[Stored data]

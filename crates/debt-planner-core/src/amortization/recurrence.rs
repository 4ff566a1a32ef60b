//! The single period recurrence every schedule in the crate is built from.
//!
//! A schedule is produced by walking months forward from an opening balance,
//! asking a payment plan what each period must pay, and booking the result on
//! a cent-exact ledger: interest is rounded from the opening balance, principal
//! is payment less interest, and the balance never goes below zero. Scenario
//! appliers are plans layered over an existing schedule via [`rederive_from`].

use rust_decimal::Decimal;

use super::loan::Loan;
use super::schedule::{PeriodEntry, Schedule};
use crate::error::DebtPlannerError;
use crate::types::{round_money, Money, Rate};
use crate::DebtPlannerResult;

/// Upper bound on periods walked per pass, as a multiple of the loan term.
pub const ITERATION_CAP_MULTIPLIER: u32 = 2;

/// What a single period is asked to pay.
#[derive(Debug, Clone, Copy, PartialEq)]
pub struct PeriodTerms {
    /// Recurring installment (EMI plus any flat extra).
    pub installment: Money,
    pub monthly_rate: Rate,
    /// Anniversary lump sum applied against principal.
    pub annual_lump_sum: Money,
    /// One-time prepayment applied against principal.
    pub one_time_payment: Money,
}

impl PeriodTerms {
    pub fn level(installment: Money, monthly_rate: Rate) -> Self {
        PeriodTerms {
            installment,
            monthly_rate,
            annual_lump_sum: Decimal::ZERO,
            one_time_payment: Decimal::ZERO,
        }
    }

    /// Terms that reproduce `period` as it was originally booked.
    pub fn carried(period: &PeriodEntry, monthly_rate: Rate) -> Self {
        PeriodTerms {
            installment: period.regular_installment(),
            monthly_rate,
            annual_lump_sum: period.annual_lump_sum_applied,
            one_time_payment: period.one_time_lump_sum_applied,
        }
    }
}

/// Book months `first_month..=last_month` onto `periods`, stopping early the
/// period the balance reaches zero.
///
/// The opening balance is the last booked period's closing balance, or the
/// loan principal when `periods` is empty. `plan` receives the month and its
/// opening balance. In the loan's final contractual month the installment is
/// trued up to settle whatever balance rounding has left behind.
pub(crate) fn amortize<F>(
    loan: &Loan,
    mut periods: Vec<PeriodEntry>,
    first_month: u32,
    last_month: u32,
    mut plan: F,
) -> DebtPlannerResult<Schedule>
where
    F: FnMut(u32, Money) -> DebtPlannerResult<PeriodTerms>,
{
    let (mut balance, mut cumulative_interest) = match periods.last() {
        Some(p) => (p.remaining_principal, p.cumulative_interest_paid),
        None => (round_money(loan.principal), Decimal::ZERO),
    };

    let limit = loan.term_months.saturating_mul(ITERATION_CAP_MULTIPLIER);
    let mut iterations: u32 = 0;
    let mut month = first_month;

    while month <= last_month && balance > Decimal::ZERO {
        iterations += 1;
        if iterations > limit {
            return Err(DebtPlannerError::IterationLimit { limit });
        }

        let terms = plan(month, balance)?;
        let interest = balance
            .checked_mul(terms.monthly_rate)
            .map(round_money)
            .ok_or_else(|| DebtPlannerError::loan_overflow("principal"))?;
        let installment = round_money(terms.installment);

        // Prepayments retire principal first; the installment covers the rest.
        let annual = clamp_prepayment(terms.annual_lump_sum, balance);
        let one_time = clamp_prepayment(terms.one_time_payment, balance - annual);
        let outstanding = balance - annual - one_time;

        if outstanding > Decimal::ZERO && installment <= interest {
            return Err(DebtPlannerError::NegativeAmortization {
                month,
                payment: installment,
                interest,
            });
        }

        let scheduled = if month == loan.term_months {
            outstanding
        } else {
            (installment - interest).min(outstanding)
        };

        let principal = scheduled + annual + one_time;
        balance -= principal;
        let payment = principal
            .checked_add(interest)
            .ok_or_else(|| DebtPlannerError::loan_overflow("principal"))?;
        cumulative_interest = cumulative_interest
            .checked_add(interest)
            .ok_or_else(|| DebtPlannerError::loan_overflow("principal"))?;

        periods.push(PeriodEntry {
            month,
            date: loan.period_date(month)?,
            payment,
            principal_portion: principal,
            interest_portion: interest,
            remaining_principal: balance,
            cumulative_interest_paid: cumulative_interest,
            annual_lump_sum_applied: annual,
            one_time_lump_sum_applied: one_time,
            percentage_paid: Decimal::ZERO,
            applied_scenarios: Vec::new(),
        });

        month += 1;
    }

    Ok(Schedule::from(periods))
}

fn clamp_prepayment(requested: Money, available: Money) -> Money {
    round_money(requested).max(Decimal::ZERO).min(available)
}

/// Re-derive `template` from `start_month` forward.
///
/// Periods before `start_month` are copied verbatim; from there on `plan` is
/// consulted with the template's own row for that month, so a plan can carry
/// or adjust what was originally booked. The result never outlives the
/// template and is truncated the period the balance reaches zero. Scenario
/// labels are carried from the template rows.
pub(crate) fn rederive_from<F>(
    loan: &Loan,
    template: &Schedule,
    start_month: u32,
    mut plan: F,
) -> DebtPlannerResult<Schedule>
where
    F: FnMut(&PeriodEntry, Money) -> DebtPlannerResult<PeriodTerms>,
{
    let keep = (start_month.saturating_sub(1) as usize).min(template.len());
    let prefix = template.periods[..keep].to_vec();
    let last_month = template.len() as u32;

    let mut schedule = amortize(loan, prefix, start_month.max(1), last_month, |month, balance| {
        plan(&template.periods[(month - 1) as usize], balance)
    })?;

    for (period, source) in schedule.periods.iter_mut().zip(template.iter()).skip(keep) {
        period.applied_scenarios = source.applied_scenarios.clone();
    }
    Ok(schedule)
}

• REQUIRED ACTION: Take the lines above from the first through the one containing "below zero. Scenario" and reproduce them exactly; include nothing else.

• EXERCISE RESPONSE:
filename crates/debt-planner-core/src/amortization/recurrence.rs
repository 4ff566a1a32ef60b
//! The single period recurrence every schedule in the crate is built from.
//!
//! A schedule is produced by walking months forward from an opening balance,
//! asking a payment plan what each period must pay, and booking the result on
//! a cent-exact ledger: interest is rounded from the opening balance, principal
//! is payment less interest, and the balance never goes below zero. Scenario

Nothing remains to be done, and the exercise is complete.